As such, in the absence of any official warning label for these consequential policies, and in light of ample evidence of the harm they cause, public officials may want to review this “before using.”
- Use of product is illegal: 8 U.S.C. § 1373 prohibits sanctuary policies that impede cooperation between federal, state, and local officials when it comes to the sending, requesting, maintaining, or exchanging of information regarding immigration status.
- Use of product aids, abets, protects, and rewards illegal behavior, thus creating a magnet effect that attracts more illegal immigration. Use of product actually compounds your existing problems.
- Use of product may strain your budgets, reduce services for existing legal residents, create housing shortages, and even cause you to declare an emergency.
- Use of product decreases public safety. Sanctuary policies typically include anti-detainer provisions which prohibit local police from contacting federal immigration authorities when an illegal alien is released from jail or prison. The illegal alien who, under law, is subject to deportation will instead simply be released back onto the street.
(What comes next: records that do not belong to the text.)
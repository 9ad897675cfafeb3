use serde::Deserialize;

use super::{ParsedHook, branch_from_ref, decode, is_null_sha};
use crate::error::HookError;
use crate::types::{Author, ChangeEvent, EventKind, PullRequestAction, PullRequestInfo};

pub const EVENT_HEADER: &str = "x-github-event";
pub const SIGNATURE_256_HEADER: &str = "x-hub-signature-256";
pub const SIGNATURE_HEADER: &str = "x-hub-signature";

#[derive(Debug, Default, Deserialize)]
struct User {
    #[serde(default)]
    login: String,
    #[serde(default)]
    email: Option<String>,
    #[serde(default)]
    avatar_url: Option<String>,
}

impl From<User> for Author {
    fn from(user: User) -> Self {
        Author {
            login: user.login,
            email: user.email.unwrap_or_default(),
            avatar: user.avatar_url.unwrap_or_default(),
        }
    }
}

#[derive(Debug, Deserialize)]
struct Repository {
    #[serde(default)]
    html_url: String,
}

#[derive(Debug, Deserialize)]
struct Commit {
    id: String,
    #[serde(default)]
    message: String,
    #[serde(default)]
    url: String,
}

#[derive(Debug, Deserialize)]
struct PushEvent {
    #[serde(rename = "ref")]
    git_ref: String,
    #[serde(default)]
    after: String,
    #[serde(default)]
    deleted: bool,
    head_commit: Option<Commit>,
    sender: Option<User>,
}

#[derive(Debug, Deserialize)]
struct RefEvent {
    #[serde(rename = "ref")]
    git_ref: String,
    ref_type: String,
    sender: Option<User>,
    repository: Option<Repository>,
}

#[derive(Debug, Deserialize)]
struct PullRequestEvent {
    action: String,
    number: u64,
    pull_request: PullRequest,
    sender: Option<User>,
    repository: Option<Repository>,
}

#[derive(Debug, Deserialize)]
struct PullRequest {
    #[serde(default)]
    title: String,
    #[serde(default)]
    body: Option<String>,
    #[serde(default)]
    html_url: String,
    #[serde(default)]
    merged: Option<bool>,
    head: Branch,
    base: Branch,
}

#[derive(Debug, Deserialize)]
struct Branch {
    #[serde(rename = "ref")]
    git_ref: String,
    sha: String,
}

/// Decodes a GitHub delivery given its `X-GitHub-Event` value.
pub fn parse(event: &str, body: &[u8]) -> Result<ParsedHook, HookError> {
    match event {
        "push" => parse_push(body).map(ParsedHook::Event),
        "create" => parse_create(body).map(ParsedHook::Event),
        "delete" => {
            let deleted: RefEvent = decode(body)?;
            Err(HookError::omitted(format!("{} deletion", deleted.ref_type)))
        }
        "pull_request" => parse_pull_request(body).map(ParsedHook::Event),
        "ping" => Ok(ParsedHook::Ping),
        other => Err(HookError::omitted(format!("event '{other}'"))),
    }
}

fn parse_push(body: &[u8]) -> Result<ChangeEvent, HookError> {
    let payload: PushEvent = decode(body)?;
    let branch = branch_from_ref(&payload.git_ref)?;
    if payload.deleted || is_null_sha(&payload.after) {
        return Err(HookError::omitted("branch deletion"));
    }

    let mut event = ChangeEvent::new(EventKind::Push);
    event.branch = Some(branch);
    event.author = payload.sender.unwrap_or_default().into();
    match payload.head_commit {
        Some(commit) => {
            event.commit = Some(commit.id);
            event.message = commit.message;
            event.source_link = commit.url;
        }
        None => event.commit = Some(payload.after),
    }
    Ok(event)
}

fn parse_create(body: &[u8]) -> Result<ChangeEvent, HookError> {
    let payload: RefEvent = decode(body)?;
    if payload.ref_type != "tag" {
        return Err(HookError::omitted(format!("{} creation", payload.ref_type)));
    }
    if payload.git_ref.is_empty() {
        return Err(HookError::Decode("create event has empty tag ref".into()));
    }

    let mut event = ChangeEvent::tag(payload.git_ref);
    event.author = payload.sender.unwrap_or_default().into();
    if let Some(repo) = payload.repository {
        event.source_link = repo.html_url;
    }
    Ok(event)
}

fn parse_pull_request(body: &[u8]) -> Result<ChangeEvent, HookError> {
    let payload: PullRequestEvent = decode(body)?;
    let pr = payload.pull_request;
    let merged = pr.merged.unwrap_or(false);
    let action = match payload.action.as_str() {
        "opened" => PullRequestAction::Opened,
        "synchronize" => PullRequestAction::Synchronize,
        "reopened" => PullRequestAction::Reopened,
        "closed" if merged => PullRequestAction::Merged,
        "closed" => PullRequestAction::Closed,
        other => return Err(HookError::omitted(format!("action {other}"))),
    };

    let mut event = ChangeEvent::new(EventKind::PullRequest);
    event.branch = Some(pr.base.git_ref);
    event.commit = Some(pr.head.sha);
    event.title = pr.title;
    event.message = pr.body.unwrap_or_default();
    event.source_link = pr.html_url;
    event.author = payload.sender.unwrap_or_default().into();
    event.repository_url = payload
        .repository
        .map(|r| r.html_url)
        .filter(|url| !url.is_empty());
    event.pull_request = Some(PullRequestInfo {
        number: payload.number,
        action,
        merged,
    });
    Ok(event)
}

#[cfg(test)]
pub(crate) mod fixtures {
    pub fn push(git_ref: &str, sha: &str) -> String {
        serde_json::json!({
            "ref": git_ref,
            "before": "6113728f27ae82c7b1a177c8d03f9e96e0adf246",
            "after": sha,
            "deleted": false,
            "head_commit": {
                "id": sha,
                "message": "Fix flaky test",
                "url": format!("https://github.com/acme/app/commit/{sha}"),
            },
            "repository": { "html_url": "https://github.com/acme/app" },
            "sender": {
                "login": "octocat",
                "avatar_url": "https://avatars.githubusercontent.com/u/583231",
            },
        })
        .to_string()
    }

    pub fn pull_request(action: &str, merged: bool) -> String {
        serde_json::json!({
            "action": action,
            "number": 17,
            "pull_request": {
                "title": "Add retries",
                "body": "Retries transient failures.",
                "html_url": "https://github.com/acme/app/pull/17",
                "merged": merged,
                "head": { "ref": "feature/retries", "sha": "a1b2c3d4e5f60718293a4b5c6d7e8f9012345678" },
                "base": { "ref": "main", "sha": "0f1e2d3c4b5a69788796a5b4c3d2e1f009876543" },
            },
            "repository": { "html_url": "https://github.com/acme/app" },
            "sender": { "login": "hubot" },
        })
        .to_string()
    }
}

#[cfg(test)]
mod tests {
    use super::*;
    use crate::error::Rejection;

    const SHA: &str = "9fceb02d0ae598e95dc970b74767f19372d61af8";

    fn event(parsed: ParsedHook) -> ChangeEvent {
        match parsed {
            ParsedHook::Event(event) => event,
            ParsedHook::Ping => panic!("expected an event"),
        }
    }

    #[test]
    fn push_to_branch() {
        let body = fixtures::push("refs/heads/main", SHA);
        let event = event(parse("push", body.as_bytes()).unwrap());
        assert_eq!(event.kind, EventKind::Push);
        assert_eq!(event.branch.as_deref(), Some("main"));
        assert_eq!(event.commit.as_deref(), Some(SHA));
        assert_eq!(event.author.login, "octocat");
        assert_eq!(event.message, "Fix flaky test");
    }

    #[test]
    fn push_of_tag_ref_is_rejected() {
        let body = fixtures::push("refs/tags/v1", SHA);
        let err = parse("push", body.as_bytes()).unwrap_err();
        assert!(matches!(err, HookError::Rejected(Rejection::Omitted(_))));
    }

    #[test]
    fn branch_deletion_is_rejected() {
        let body = fixtures::push("refs/heads/old", super::super::NULL_SHA);
        assert!(parse("push", body.as_bytes()).is_err());
    }

    #[test]
    fn tag_creation_only() {
        let created = serde_json::json!({
            "ref": "v1.2.0", "ref_type": "tag",
            "repository": { "html_url": "https://github.com/acme/app" },
            "sender": { "login": "octocat" },
        })
        .to_string();
        let event = event(parse("create", created.as_bytes()).unwrap());
        assert_eq!(event.kind, EventKind::Tag);
        assert_eq!(event.tag.as_deref(), Some("v1.2.0"));
        assert_eq!(event.message, "tag v1.2.0 is created");

        let branch = created.replace("\"tag\"", "\"branch\"");
        assert!(parse("create", branch.as_bytes()).is_err());

        let deleted = serde_json::json!({ "ref": "v1.2.0", "ref_type": "tag" }).to_string();
        assert!(matches!(
            parse("delete", deleted.as_bytes()),
            Err(HookError::Rejected(Rejection::Omitted(_)))
        ));
    }

    #[test]
    fn pull_request_actions() {
        let opened = event(parse("pull_request", fixtures::pull_request("opened", false).as_bytes()).unwrap());
        let info = opened.pull_request.unwrap();
        assert_eq!(info.number, 17);
        assert_eq!(info.action, PullRequestAction::Opened);
        assert_eq!(opened.commit.as_deref(), Some("a1b2c3d4e5f60718293a4b5c6d7e8f9012345678"));
        assert_eq!(opened.branch.as_deref(), Some("main"));

        let merged = event(parse("pull_request", fixtures::pull_request("closed", true).as_bytes()).unwrap());
        assert_eq!(merged.pull_request.unwrap().action, PullRequestAction::Merged);

        let closed = event(parse("pull_request", fixtures::pull_request("closed", false).as_bytes()).unwrap());
        assert_eq!(closed.pull_request.unwrap().action, PullRequestAction::Closed);

        assert!(matches!(
            parse("pull_request", fixtures::pull_request("labeled", false).as_bytes()),
            Err(HookError::Rejected(Rejection::Omitted(_)))
        ));
    }

    #[test]
    fn unknown_events_and_bad_json() {
        assert_eq!(parse("ping", b"{}").unwrap(), ParsedHook::Ping);
        assert!(matches!(parse("issues", b"{}"), Err(HookError::Rejected(_))));
        assert!(matches!(parse("push", b"not json"), Err(HookError::Decode(_))));
        assert!(matches!(parse("push", b"{\"after\":\"x\"}"), Err(HookError::Decode(_))));
    }
}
- Use of product puts the legal immigrant community at greater risk. When criminal aliens are released back onto the street, there is a strong possibility that these criminals will reoffend in the very community in which they live — often the immigrant community.
- Use of product may…should…get you drummed out of town during the next election.
A pack of smokes has fewer warnings. Still interested? Caveat emptor.
Thoroughly understanding the risks — if not adherence to basic common sense — should dictate that state and local officials currently considering enacting sanctuary policies should deep-six any idea of doing so. And those jurisdictions with existing policies should reverse them immediately because, frankly, if the government treated sanctuary policies as objectively and aggressively as they do dangerous consumer products, those policies would be recalled instantly in the public interest.